Dostoevsky’s and Tkachenok’s teams had fought their way back to the front of the Battleship, escorted by Gabriel and his two female soldiers. The Bakma had all but been cleared from the first floor, leavi
ng almost no resistance in their area.
Dostoevsky had said nothing since they’d left the second floor. Not once during their exit had he faced his slayers.
The entire mission had been a dizzying blur for him. Everything—from Saretok’s condemnation, to Viktor’s mocking, to the fact that he was almost abandoned before the mission began—tightened the already-tense knot in his stomach.
Viktor had more than held his own. In addition to treating the wounded, he’d fought with intensity. His shots had been true, his instincts sure. Egor had been a one-man force. He had wreaked havoc on the enemy, halting their advances several times.
What had Dostoevsky done?
Ahead, the exit to the outside world appeared. Travis’s voice came over the comm. “I’m heading back to base with the wounded. Seth is gonna stick around for Max’s team, then he’ll pick up you guys.”
Gabriel answered him. “Understood. We’re almost outside the Battleship. We’ll wait for Seth there.”
Dostoevsky remained silent.
Scott had been in a shootout with a pair of Ceratopians when he’d heard General Platis’s orders. As much as he would have loved to think about the significance of EDEN Command’s involvement, the red flashes of neutron rays were a constant reminder that time was critical.
“Esther, how’s it looking?”
“We were attacked several times while en route, but at the moment I’m clear waiting for you. Everyone else is climbing the shaft.”
“Are there Bakma nearby?”
“I can hear them, sir.”
Scott leaned around a corner to fire. His Ceratopian targets ducked away. “Did Nijinsky make it to you?”
Her answer was delayed. “Nijinsky is dead.”
Scott couldn’t help but think it. We could have left him here and been out already. He’d have died either way. He forced the thoughts out. “Go up the shaft without me. Get your team out of here.”
“Sir?”
“If you wait for me, the Bakma will catch you. There’s about five Ceratopians on my end, but I can outrun them alone. I’ll go to the front of the ship.” He could meet up with Dostoevsky and Gabriel there.
“…yes sir.”
There was no more reason to stick around and fight the Ceratopians. Turning from the intersection, Scott took a path that led straight through the ship.

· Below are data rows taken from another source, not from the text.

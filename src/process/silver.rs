use crate::types::PlanRow;

pub const SILVER: &str = "Silver";

/// Keep only Silver-tier plans, preserving input order.
///
/// The match is exact and case-sensitive: `silver` or `SILVER` are not Silver.
pub fn filter_silver_plans(plans: &[PlanRow]) -> Vec<&PlanRow> {
    plans.iter().filter(|p| p.metal_level == SILVER).collect()
}
use std::collections::HashMap;

use crate::process::rate_area::RateAreaSlcsp;
use crate::types::{RateAreaKey, SlcspRequest, SlcspResult};

/// Left join of requested ZIPs onto resolved rate areas and their SLCSP.
///
/// Exactly one result per request, in request order.
pub fn join_slcsp(
    requests: &[SlcspRequest],
    zip_areas: &HashMap<String, RateAreaKey>,
    area_rates: &RateAreaSlcsp,
) -> Vec<SlcspResult> {
    requests
        .iter()
        .map(|req| SlcspResult {
            zipcode: req.zipcode.clone(),
            rate: zip_areas
                .get(&req.zipcode)
                .and_then(|key| area_rates.get(key))
                .copied()
                .flatten(),
        })
        .collect()
}
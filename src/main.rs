use anyhow::Result;
use clap::Parser;
use slcsp::{find_slcsp, output::write_results, InputPaths};
use std::{io, path::PathBuf};
use tracing::info;
use tracing_subscriber::{fmt, EnvFilter};

#[derive(Parser, Debug)]
#[command(
    author,
    version,
    about = "Find the second lowest cost Silver plan (SLCSP) for a list of ZIP codes"
)]
struct Args {
    /// Path to a custom "plans.csv" file
    #[arg(long, env = "SLCSP_PLANS", default_value = concat!(env!("CARGO_MANIFEST_DIR"), "/data/plans.csv"))]
    plans: PathBuf,
    /// Path to a custom "zips.csv" file
    #[arg(long, env = "SLCSP_ZIPS", default_value = concat!(env!("CARGO_MANIFEST_DIR"), "/data/zips.csv"))]
    zips: PathBuf,
    /// Path to a custom "slcsp.csv" file
    #[arg(long, env = "SLCSP_REQUEST", default_value = concat!(env!("CARGO_MANIFEST_DIR"), "/data/slcsp.csv"))]
    slcsp: PathBuf,
}

fn main() -> Result<()> {
    // stdout carries the answer, so logs go to stderr
    let env = EnvFilter::try_from_default_env().unwrap_or_else(|_| EnvFilter::new("warn"));
    fmt::Subscriber::builder()
        .with_env_filter(env)
        .with_writer(io::stderr)
        .init();

    let args = Args::parse();
    let paths = InputPaths {
        plans: args.plans,
        zips: args.zips,
        slcsp: args.slcsp,
    };
    info!(?paths, "startup");

    let results = find_slcsp(&paths)?;
    write_results(io::stdout().lock(), &results, true)?;

    info!(answered = results.len(), "all done");
    Ok(())
}
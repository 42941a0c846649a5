use std::collections::HashMap;

use crate::types::{PlanRow, RateAreaKey};

/// Second-lowest distinct rate per rate area, `None` when fewer than two distinct rates exist.
pub type RateAreaSlcsp = HashMap<RateAreaKey, Option<f64>>;

/// Group Silver plans by (state, rate area) and pick each group's second-lowest distinct rate.
pub fn rate_area_to_slcsp<'a, I>(silver_plans: I) -> RateAreaSlcsp
where
    I: IntoIterator<Item = &'a PlanRow>,
{
    let mut groups: HashMap<RateAreaKey, Vec<f64>> = HashMap::new();
    for plan in silver_plans {
        groups.entry(RateAreaKey::from(plan)).or_default().push(plan.rate);
    }

    groups
        .into_iter()
        .map(|(key, rates)| (key, second_lowest_distinct(rates)))
        .collect()
}

/// Sorts, collapses equal values, then takes index 1.
pub fn second_lowest_distinct(mut rates: Vec<f64>) -> Option<f64> {
    rates.sort_by(f64::total_cmp);
    rates.dedup();
    rates.get(1).copied()
}
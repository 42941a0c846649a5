use anyhow::{Context, Result};
use std::io::Write;

use crate::types::SlcspResult;

pub const HEADER: &str = "zipcode, rate";

/// Write one `zipcode,rate` line per result, optionally preceded by [`HEADER`].
pub fn write_results<W: Write>(mut out: W, results: &[SlcspResult], header: bool) -> Result<()> {
    if header {
        writeln!(out, "{}", HEADER).context("writing header")?;
    }
    for result in results {
        writeln!(out, "{}", result)
            .with_context(|| format!("writing result for {}", result.zipcode))?;
    }
    out.flush().context("flushing output")?;
    Ok(())
}

#[cfg(test)]
mod tests {
    use super::*;
    use anyhow::Result;

    #[test]
    fn header_then_lines() -> Result<()> {
        let results = vec![
            SlcspResult {
                zipcode: "64148".into(),
                rate: Some(245.2),
            },
            SlcspResult {
                zipcode: "40813".into(),
                rate: None,
            },
        ];
        let mut buf = Vec::new();
        write_results(&mut buf, &results, true)?;
        assert_eq!(
            String::from_utf8(buf)?,
            "zipcode, rate\n64148,245.20\n40813,\n"
        );
        Ok(())
    }

    #[test]
    fn no_header() -> Result<()> {
        let mut buf = Vec::new();
        write_results(
            &mut buf,
            &[SlcspResult {
                zipcode: "54923".into(),
                rate: None,
            }],
            false,
        )?;
        assert_eq!(String::from_utf8(buf)?, "54923,\n");
        Ok(())
    }
}
// src/types.rs

use serde::Deserialize;
use std::fmt;

/// One row of `plans.csv`. `plan_id` is present in the file but unused.
#[derive(Debug, Deserialize, PartialEq, Clone)]
pub struct PlanRow {
    pub state: String,
    pub metal_level: String,
    pub rate: f64,
    pub rate_area: u32,
}

/// One row of `zips.csv`. `county_code` and `name` are ignored.
#[derive(Debug, Deserialize, PartialEq, Eq, Clone)]
pub struct ZipRow {
    /// Kept as text so leading zeros survive.
    pub zipcode: String,
    pub state: String,
    pub rate_area: u32,
}

/// One row of `slcsp.csv`. The `rate` column is blank on input and ignored.
#[derive(Debug, Deserialize, PartialEq, Eq, Clone)]
pub struct SlcspRequest {
    pub zipcode: String,
}

/// (state, rate area): the key both sides of the join agree on.
#[derive(Debug, PartialEq, Eq, Hash, Clone, PartialOrd, Ord)]
pub struct RateAreaKey {
    pub state: String,
    pub rate_area: u32,
}

impl RateAreaKey {
    pub fn new(state: impl Into<String>, rate_area: u32) -> Self {
        Self {
            state: state.into(),
            rate_area,
        }
    }
}

impl From<&PlanRow> for RateAreaKey {
    fn from(plan: &PlanRow) -> Self {
        Self::new(plan.state.as_str(), plan.rate_area)
    }
}

impl From<&ZipRow> for RateAreaKey {
    fn from(zip: &ZipRow) -> Self {
        Self::new(zip.state.as_str(), zip.rate_area)
    }
}

impl fmt::Display for RateAreaKey {
    fn fmt(&self, f: &mut fmt::Formatter<'_>) -> fmt::Result {
        write!(f, "{} {}", self.state, self.rate_area)
    }
}

/// The answer for one requested ZIP. `rate` is `None` when it can't be determined.
#[derive(Debug, PartialEq, Clone)]
pub struct SlcspResult {
    pub zipcode: String,
    pub rate: Option<f64>,
}

impl fmt::Display for SlcspResult {
    /// `zipcode,rate` with two decimals, or `zipcode,` when blank.
    fn fmt(&self, f: &mut fmt::Formatter<'_>) -> fmt::Result {
        match self.rate {
            Some(rate) => write!(f, "{},{:.2}", self.zipcode, rate),
            None => write!(f, "{},", self.zipcode),
        }
    }
}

Esther was alone by the cutout she’d made in the wall. She could hear the alien voices grow nearer. She holstered her guns and slid through the hole.
It didn’t take her long to scale the shaft. “Listen up, team,” she said through the comm. “Remington is leaving out the front of the ship. We’re going to the roof by ourselves.”
“He’s not coming?” Custer asked.
“Is that a problem?”
“What if we hit a Ceratopian stronghold?”
Esther climbed beside him. “Then I guess this really is your last stand.”
Dostoevsky was alone outside the ship. Behind him, Viktor tended to Tkachenok’s injured men. Each of the others was doing their part.
The fulcrum captain listened to the updates from the other teams. Operatives were checking on one another. Max commed Svetlana and Varvara. Derrick commed William to see how he was doing. Even Egor got a comment from Becan. Dostoevsky heard every transmission.
But no one commed him.
“Captain Gabriel?” The voice was Scott’s, through the wide channel frequency. As Dostoevsky heard it, he looked Gabriel’s way.
“Gabriel here. Go ahead, mate.”
“My scout’s on her way to the roof. Can your pilot pick them up?”
“Sure as day.”
“Good. I’m heading your way. The first floor looks relatively clear.”
The Australian spoke warily. “The aliens are probably all on the third floor. Are you sure your scout know what she’s doing?”
“There are Bakma blocking the rear exit and Ceratopians between me and her. The roof route was her team’s only option.” Scott paused. “Tell Tkachenok we lost the guy we went after. The Nightman—Nijinsky.”
Dostoevsky’s eyes suddenly grew with interest.
“I’ll tell him, mate. Rex out.”
Dostoevsky jumped on the comm. “Scott, what did you say?”
“We lost the Nightman we were going after.”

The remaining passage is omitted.